Beef soup with pearl barley and rice

Beef soup with pearl barley and rice

634

kcal

Carbs
59g
Protein
31g
Fat
31g

Per serving

  • Prep

    30 min

  • Cook

    120 min

  • Servings

    4

  • Difficulty

    Medium

Ingredients

  • 500 gBeef
  • 2500 mlWater
  • 150 gOnion
  • 150 gCarrot
  • 150 gCeleriac
  • 80 gLeek
  • 80 gParsley root
  • 2 gPepper
  • 2 pcsBay leaf
  • 10 gSalt
  • 80 gPearl barley
  • 50 gRice
  • 30 gButter
  • 13 gFlour
  • 150 gCauliflower
  • 100 gAsparagus
  • 2 pcsEgg yolk
  • 60 gSemolina
  • 1 pcsEgg
  • 100 mlMilk
  • 10 gCelery leaf

Instructions

  1. 1

    Make the broth

    • Place the beef in a large pot, cover with cold water and bring slowly to a boil. Skim off any foam.
    • Roughly chop onion, carrots, celeriac, leek and parsley root and add to the meat.
    • Add peppercorns, bay leaves and 10 g salt. Simmer gently for 1½–2 hours until meat is tender.
    • Remove meat and vegetables.

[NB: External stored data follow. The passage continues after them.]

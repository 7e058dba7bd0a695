//! gridsnap-bench: CLI tool for normalizing grid photographs and
//! inspecting per-pass diagnostics.
//!
//! Runs the normalization on a given image file with configurable
//! parameters, printing a per-pass, per-stage report. Useful for:
//!
//! - Checking why a photograph needs recovery or fails outright
//! - Tuning scan lines, consensus iterations and the inlier band
//! - Measuring per-stage durations to identify bottlenecks
//!
//! # Usage
//!
//! ```text
//! cargo run --release --bin gridsnap-bench -- [OPTIONS] <IMAGE_PATH>
//! ```

#![allow(clippy::print_stdout, clippy::print_stderr)]

use std::path::{Path, PathBuf};
use std::process::ExitCode;
use std::time::{Duration, Instant};

use clap::{Parser, ValueEnum};
use gridsnap_pipeline::diagnostics::PassDiagnostics;
use gridsnap_pipeline::{Clock, NormalizeConfig, NormalizeDiagnostics, RgbaImage};

/// Grid photograph normalization and diagnostics for gridsnap.
///
/// Normalizes a photograph of a square grid into a canonical square and
/// prints detailed per-pass timing and detection diagnostics.
#[derive(Parser)]
#[command(name = "gridsnap-bench", version)]
struct Cli {
    /// Path to the input image (PNG, JPEG, BMP, WebP).
    image_path: PathBuf,

    /// Side length of the square output canvas.
    #[arg(long, default_value_t = NormalizeConfig::DEFAULT_MAX_DIMENSION)]
    max_dimension: u32,

    /// Margin between the canvas edge and the warped grid.
    #[arg(long, default_value_t = NormalizeConfig::DEFAULT_BORDER_MARGIN)]
    border_margin: u32,

    /// Working resolution (max dimension in pixels after downsampling).
    #[arg(long, default_value_t = NormalizeConfig::DEFAULT_WORKING_RESOLUTION, value_parser = clap::builder::RangedU64ValueParser::<u32>::new().range(1..))]
    working_resolution: u32,

    /// Downsample filter (disabled, nearest, triangle, catmull-rom, gaussian, lanczos3).
    #[arg(long, value_enum, default_value_t = CLI_DEFAULT_FILTER)]
    downsample_filter: Filter,

    /// Scan lines per side.
    #[arg(long, default_value_t = NormalizeConfig::DEFAULT_SCAN_LINES, value_parser = clap::builder::RangedU64ValueParser::<u32>::new().range(2..))]
    scan_lines: u32,

    /// Consensus iterations per side.
    #[arg(long, default_value_t = NormalizeConfig::DEFAULT_RANSAC_ITERATIONS, value_parser = clap::builder::RangedU64ValueParser::<u32>::new().range(1..))]
    ransac_iterations: u32,

    /// Inlier distance in pixels.
    #[arg(long, default_value_t = NormalizeConfig::DEFAULT_INLIER_THRESHOLD)]
    inlier_threshold: f64,

    /// Seed for consensus sampling.
    #[arg(long, default_value_t = NormalizeConfig::DEFAULT_SEED)]
    seed: u64,

    /// Largest pass 2/3 RMSE that still counts as converged.
    #[arg(long, default_value_t = NormalizeConfig::DEFAULT_SIMILARITY_THRESHOLD)]
    similarity_threshold: f64,

    /// Full normalization config as a JSON string.
    ///
    /// When provided, all other parameter flags are ignored.
    /// The JSON must be a valid `NormalizeConfig` serialization.
    #[arg(long)]
    config_json: Option<String>,

    /// Write the normalized square to this PNG file.
    #[arg(long)]
    output: Option<PathBuf>,

    /// Write the binarized working image to this PNG file.
    #[arg(long)]
    binary: Option<PathBuf>,

    /// Write the photograph with the detected outline drawn on it.
    #[arg(long)]
    overlay: Option<PathBuf>,

    /// Number of runs for averaging.
    #[arg(long, default_value_t = 1, value_parser = clap::builder::RangedU64ValueParser::<usize>::new().range(1..))]
    runs: usize,

    /// Output diagnostics as JSON instead of human-readable report.
    #[arg(long)]
    json: bool,

    /// Print progress messages as they are emitted.
    #[arg(long, short)]
    verbose: bool,
}

/// Downsample resampling filter selection.
#[derive(Clone, Copy, ValueEnum)]
enum Filter {
    /// Disabled: skip downsampling regardless of image size.
    Disabled,
    /// Nearest-neighbor (fastest, blocky).
    Nearest,
    /// Bilinear interpolation (fast, decent quality).
    Triangle,
    /// Bicubic Catmull-Rom (moderate, good quality).
    CatmullRom,
    /// Gaussian (moderate, smooth).
    Gaussian,
    /// Lanczos with 3 lobes (slowest, sharpest).
    Lanczos3,
}

/// Maps a [`gridsnap_pipeline::DownsampleFilter`] to the local CLI [`Filter`] enum.
const fn filter_from_pipeline(f: gridsnap_pipeline::DownsampleFilter) -> Filter {
    match f {
        gridsnap_pipeline::DownsampleFilter::Disabled => Filter::Disabled,
        gridsnap_pipeline::DownsampleFilter::Nearest => Filter::Nearest,
        gridsnap_pipeline::DownsampleFilter::Triangle => Filter::Triangle,
        gridsnap_pipeline::DownsampleFilter::CatmullRom => Filter::CatmullRom,
        gridsnap_pipeline::DownsampleFilter::Gaussian => Filter::Gaussian,
        gridsnap_pipeline::DownsampleFilter::Lanczos3 => Filter::Lanczos3,
    }
}

const fn filter_to_pipeline(f: Filter) -> gridsnap_pipeline::DownsampleFilter {
    match f {
        Filter::Disabled => gridsnap_pipeline::DownsampleFilter::Disabled,
        Filter::Nearest => gridsnap_pipeline::DownsampleFilter::Nearest,
        Filter::Triangle => gridsnap_pipeline::DownsampleFilter::Triangle,
        Filter::CatmullRom => gridsnap_pipeline::DownsampleFilter::CatmullRom,
        Filter::Gaussian => gridsnap_pipeline::DownsampleFilter::Gaussian,
        Filter::Lanczos3 => gridsnap_pipeline::DownsampleFilter::Lanczos3,
    }
}

/// The CLI default filter, derived from [`NormalizeConfig::DEFAULT_DOWNSAMPLE_FILTER`]
/// so the two cannot silently diverge.
const CLI_DEFAULT_FILTER: Filter = filter_from_pipeline(NormalizeConfig::DEFAULT_DOWNSAMPLE_FILTER);

/// Build a [`NormalizeConfig`] from CLI arguments.
///
/// If `--config-json` is provided, the JSON is parsed directly and all
/// individual parameter flags are ignored. Missing fields take their
/// defaults.
fn config_from_cli(cli: &Cli) -> Result<NormalizeConfig, String> {
    if let Some(ref json) = cli.config_json {
        return serde_json::from_str(json).map_err(|e| format!("Error parsing --config-json: {e}"));
    }

    Ok(NormalizeConfig {
        max_dimension: cli.max_dimension,
        border_margin: cli.border_margin,
        working_resolution: cli.working_resolution,
        downsample_filter: filter_to_pipeline(cli.downsample_filter),
        scan_lines: cli.scan_lines,
        ransac_iterations: cli.ransac_iterations,
        inlier_threshold: cli.inlier_threshold,
        seed: cli.seed,
        similarity_threshold: cli.similarity_threshold,
    })
}

fn main() -> ExitCode {
    let cli = Cli::parse();

    let default_filter = if cli.verbose { "debug" } else { "warn" };
    env_logger::Builder::from_env(env_logger::Env::default().default_filter_or(default_filter))
        .init();

    let config = match config_from_cli(&cli) {
        Ok(c) => c,
        Err(msg) => {
            eprintln!("{msg}");
            return ExitCode::FAILURE;
        }
    };

    let image_bytes = match std::fs::read(&cli.image_path) {
        Ok(bytes) => bytes,
        Err(e) => {
            eprintln!("Error reading {}: {e}", cli.image_path.display());
            return ExitCode::FAILURE;
        }
    };

    let photo = match gridsnap_pipeline::codec::decode_rgba(&image_bytes) {
        Ok(img) => img,
        Err(e) => {
            eprintln!("Error decoding {}: {e}", cli.image_path.display());
            return ExitCode::FAILURE;
        }
    };

    eprintln!(
        "Image: {} ({} bytes, {}x{})",
        cli.image_path.display(),
        image_bytes.len(),
        photo.width(),
        photo.height(),
    );
    eprintln!("Config: {config:#?}");
    eprintln!("Runs: {}", cli.runs);
    eprintln!();

    let mut all_diagnostics = Vec::with_capacity(cli.runs);
    let mut failed = false;

    for run in 0..cli.runs {
        if cli.runs > 1 {
            eprintln!("--- Run {}/{} ---", run + 1, cli.runs);
        }

        let mut progress = gridsnap_pipeline::ProgressFn(|message: &str| {
            if cli.verbose {
                eprintln!("  {message}");
            }
        });
        let (outcome, diagnostics) = gridsnap_pipeline::normalize_with_diagnostics(
            &photo,
            &config,
            &mut progress,
            &StdClock,
        );

        if cli.json {
            match serde_json::to_string_pretty(&diagnostics) {
                Ok(json) => println!("{json}"),
                Err(e) => {
                    eprintln!("Error serializing diagnostics: {e}");
                    return ExitCode::FAILURE;
                }
            }
        } else {
            println!("{}", diagnostics.report());
        }

        match outcome {
            Ok(result) => {
                let c = &result.corners;
                eprintln!(
                    "Mode: {}{}",
                    result.mode,
                    if result.recovered { " (recovered)" } else { "" },
                );
                eprintln!(
                    "Corners: TL ({:.1}, {:.1})  TR ({:.1}, {:.1})  BR ({:.1}, {:.1})  BL ({:.1}, {:.1})",
                    c.top_left.x,
                    c.top_left.y,
                    c.top_right.x,
                    c.top_right.y,
                    c.bottom_right.x,
                    c.bottom_right.y,
                    c.bottom_left.x,
                    c.bottom_left.y,
                );

                // Write images on the first run only.
                if run == 0 {
                    if let Some(ref path) = cli.output {
                        write_png(path, &result.final_image, "Output");
                    }
                    if let Some(ref path) = cli.binary {
                        write_png(path, &result.processed_binary_image, "Binary image");
                    }
                    if let Some(ref path) = cli.overlay {
                        let overlay = gridsnap_pipeline::overlay::draw_detection(&photo, &result.corners);
                        write_png(path, &overlay, "Overlay");
                    }
                }
            }
            Err(e) => {
                eprintln!("Normalization error: {e}");
                failed = true;
            }
        }

        all_diagnostics.push(diagnostics);

        if cli.runs > 1 {
            eprintln!();
        }
    }

    // Print summary when multiple runs.
    if cli.runs > 1 {
        print_multi_run_summary(&all_diagnostics);
    }

    if failed {
        ExitCode::FAILURE
    } else {
        ExitCode::SUCCESS
    }
}

/// Encode `image` as PNG and write it to `path`, reporting the outcome.
fn write_png(path: &Path, image: &RgbaImage, what: &str) {
    let bytes = match gridsnap_pipeline::codec::encode_png(image) {
        Ok(bytes) => bytes,
        Err(e) => {
            eprintln!("Error encoding {what}: {e}");
            return;
        }
    };
    match std::fs::write(path, &bytes) {
        Ok(()) => {
            log::info!("wrote {} ({} bytes)", path.display(), bytes.len());
            eprintln!("{what} written to {} ({} bytes)", path.display(), bytes.len());
        }
        Err(e) => {
            eprintln!("Error writing {what} to {}: {e}", path.display());
        }
    }
}

/// [`Clock`] implementation backed by [`std::time::Instant`].
struct StdClock;

impl Clock for StdClock {
    type Instant = Instant;

    fn now(&self) -> Instant {
        Instant::now()
    }

    fn elapsed(&self, since: &Instant) -> Duration {
        since.elapsed()
    }
}

/// Function pointer type for extracting a stage duration from one pass.
type StageExtractor = fn(&PassDiagnostics) -> Option<Duration>;

fn stage_duration(pass: &PassDiagnostics, name: &str) -> Option<Duration> {
    pass.stages
        .iter()
        .find(|s| s.stage == name)
        .map(|s| s.duration)
}

/// Print aggregated statistics across multiple runs.
#[allow(clippy::cast_precision_loss)]
fn print_multi_run_summary(all_diagnostics: &[NormalizeDiagnostics]) {
    debug_assert!(!all_diagnostics.is_empty(), "no diagnostics to summarize");

    println!();
    println!(
        "Summary ({} runs)\n{}",
        all_diagnostics.len(),
        "=".repeat(60),
    );

    if all_diagnostics.is_empty() {
        println!("Warning: no diagnostics to summarize");
        return;
    }

    let durations: Vec<f64> = all_diagnostics
        .iter()
        .map(|d| d.total_duration.as_secs_f64() * 1000.0)
        .collect();

    let min = durations.iter().copied().reduce(f64::min).unwrap_or(0.0);
    let max = durations.iter().copied().reduce(f64::max).unwrap_or(0.0);
    let mean = durations.iter().sum::<f64>() / durations.len() as f64;

    println!("Total duration: min={min:.3}ms  mean={mean:.3}ms  max={max:.3}ms");

    // Per-stage means across every pass of every run.
    println!();
    println!("{:<24} {:>12}", "Stage", "Mean (ms)");
    println!("{}", "-".repeat(40));

    let stage_extractors: &[(&str, StageExtractor)] = &[
        ("Prepare", |p| stage_duration(p, "prepare")),
        ("Binarize", |p| stage_duration(p, "binarize")),
        ("Border Clean", |p| stage_duration(p, "border")),
        ("Edge Sampling", |p| stage_duration(p, "sample")),
        ("Line Fitting", |p| stage_duration(p, "fit")),
        ("Corner Solving", |p| stage_duration(p, "corners")),
        ("Warp", |p| stage_duration(p, "warp")),
    ];

    for (name, extractor) in stage_extractors {
        let stage_durations: Vec<f64> = all_diagnostics
            .iter()
            .flat_map(|d| d.passes.iter())
            .filter_map(extractor)
            .map(|dur| dur.as_secs_f64() * 1000.0)
            .collect();

        if stage_durations.is_empty() {
            continue;
        }

        let stage_mean = stage_durations.iter().sum::<f64>() / stage_durations.len() as f64;
        println!("{name:<24} {stage_mean:>10.3}ms");
    }

    let recovered = all_diagnostics.iter().filter(|d| d.recovered).count();
    println!();
    println!("Recovered runs: {recovered}/{}", all_diagnostics.len());
}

Strain the broth through a fine sieve or cheesecloth to clarify.
  2. 2

    Thicken and add grains

    • Melt 30 g butter (about 2 tbsp) in a saucepan over medium heat.
    • Add 13 g flour (about 1 tbsp) and sweat briefly, keeping the roux pale (do not brown).
    • Slowly pour in the hot strained broth while stirring to avoid lumps.
    • Stir in pearl barley and rice, then add cauliflower and asparagus (or other seasonal vegetables).
    • Simmer gently for 25–35 minutes until barley and rice are tender and vegetables are cooked.
  3. 3

    Semolina dumplings (optional)

    • Mix semolina, 1 egg and 100 ml milk with a pinch of salt and let swell for 10 minutes.
    • Form small dumplings with two teaspoons and poach them in gently simmering soup for 6–8 minutes until set.
  4. 4

    Finish and serve

    • Shortly before serving, beat 2 egg yolks with a little cold water.
    • Temper the yolk mixture with a little hot soup while stirring, then stir into the soup. Do not boil—soup should be thickened but not too creamy.
    • Place dumplings in bowls if used, ladle soup over and garnish with celery heart leaves. Serve immediately.